Start of Block
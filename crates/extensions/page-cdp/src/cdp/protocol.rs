//! CDP protocol types and message definitions.

use serde::{Deserialize, Serialize};
use serde_json::Value;

/// CDP request message.
#[derive(Debug, Serialize)]
pub struct CdpRequest {
    pub id: u64,
    pub method: String,
    #[serde(skip_serializing_if = "Option::is_none")]
    pub params: Option<Value>,
    #[serde(skip_serializing_if = "Option::is_none")]
    #[serde(rename = "sessionId")]
    pub session_id: Option<String>,
}

/// CDP response or event message.
#[derive(Debug, Deserialize)]
pub struct CdpResponse {
    pub id: Option<u64>,
    pub result: Option<Value>,
    pub error: Option<CdpErrorResponse>,
    pub method: Option<String>,
    pub params: Option<Value>,
    #[serde(rename = "sessionId")]
    pub session_id: Option<String>,
}

/// CDP error in response.
#[derive(Debug, Deserialize)]
pub struct CdpErrorResponse {
    pub code: i64,
    pub message: String,
    pub data: Option<String>,
}

/// Page info from /json/list.
#[derive(Debug, Clone, Deserialize)]
#[serde(rename_all = "camelCase")]
pub struct PageInfo {
    pub id: String,
    #[serde(rename = "type")]
    pub page_type: String,
    #[serde(default)]
    pub title: String,
    pub url: String,
    pub web_socket_debugger_url: Option<String>,
}

impl PageInfo {
    pub fn is_page(&self) -> bool {
        self.page_type == "page"
    }
}

/// Browser version info.
///
/// Note: Chrome returns PascalCase field names for this endpoint.
#[derive(Debug, Clone, Deserialize)]
pub struct BrowserVersion {
    #[serde(rename = "Browser")]
    pub browser: String,
    #[serde(rename = "Protocol-Version")]
    pub protocol_version: String,
    #[serde(rename = "webSocketDebuggerUrl")]
    pub web_socket_debugger_url: String,
}

/// Remote object from Runtime domain.
#[derive(Debug, Clone, Deserialize)]
#[serde(rename_all = "camelCase")]
pub struct RemoteObject {
    #[serde(rename = "type")]
    pub object_type: String,
    pub subtype: Option<String>,
    pub value: Option<Value>,
    pub description: Option<String>,
}

/// Exception details from Runtime.
#[derive(Debug, Clone, Deserialize)]
#[serde(rename_all = "camelCase")]
pub struct ExceptionDetails {
    pub text: String,
    #[serde(default)]
    pub line_number: i64,
    #[serde(default)]
    pub column_number: i64,
    pub exception: Option<RemoteObject>,
}

impl ExceptionDetails {
    /// Most specific message available.
    pub fn message(&self) -> &str {
        self.exception
            .as_ref()
            .and_then(|e| e.description.as_deref())
            .unwrap_or(&self.text)
    }
}

/// Result of `Runtime.evaluate`.
#[derive(Debug, Clone, Deserialize)]
#[serde(rename_all = "camelCase")]
pub struct EvaluateResult {
    pub result: RemoteObject,
    pub exception_details: Option<ExceptionDetails>,
}

#[cfg(test)]
#[path = "protocol_tests.rs"]
mod tests;
//! Page protocol definitions.
//!
//! A [`PromptPage`] is whatever sits on the far side of the relay: an
//! in-memory document, or a live browser tab driven over CDP. It resolves the
//! site adapter for its own URL and performs reads and writes through it.

use async_trait::async_trait;

use crate::error::PageError;
use crate::types::PromptText;

/// A page holding a chat prompt input.
#[async_trait]
pub trait PromptPage: Send + Sync {
    /// The page's current location.
    async fn url(&self) -> String;

    /// Read the current prompt text.
    ///
    /// Fails with [`PageError::SiteUnsupported`] when no adapter matches the
    /// URL and [`PageError::ElementNotFound`] when the input is not rendered.
    async fn read_prompt(&self) -> Result<PromptText, PageError>;

    /// Replace the prompt text and fire the site's change signal.
    async fn write_prompt(&self, text: &str) -> Result<(), PageError>;
}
End of Block
[YOUR GOAL] Across the listing above, count every line containing the string "adapter" and give the result with no comment.

[RESULT FOR THIS TASK] 2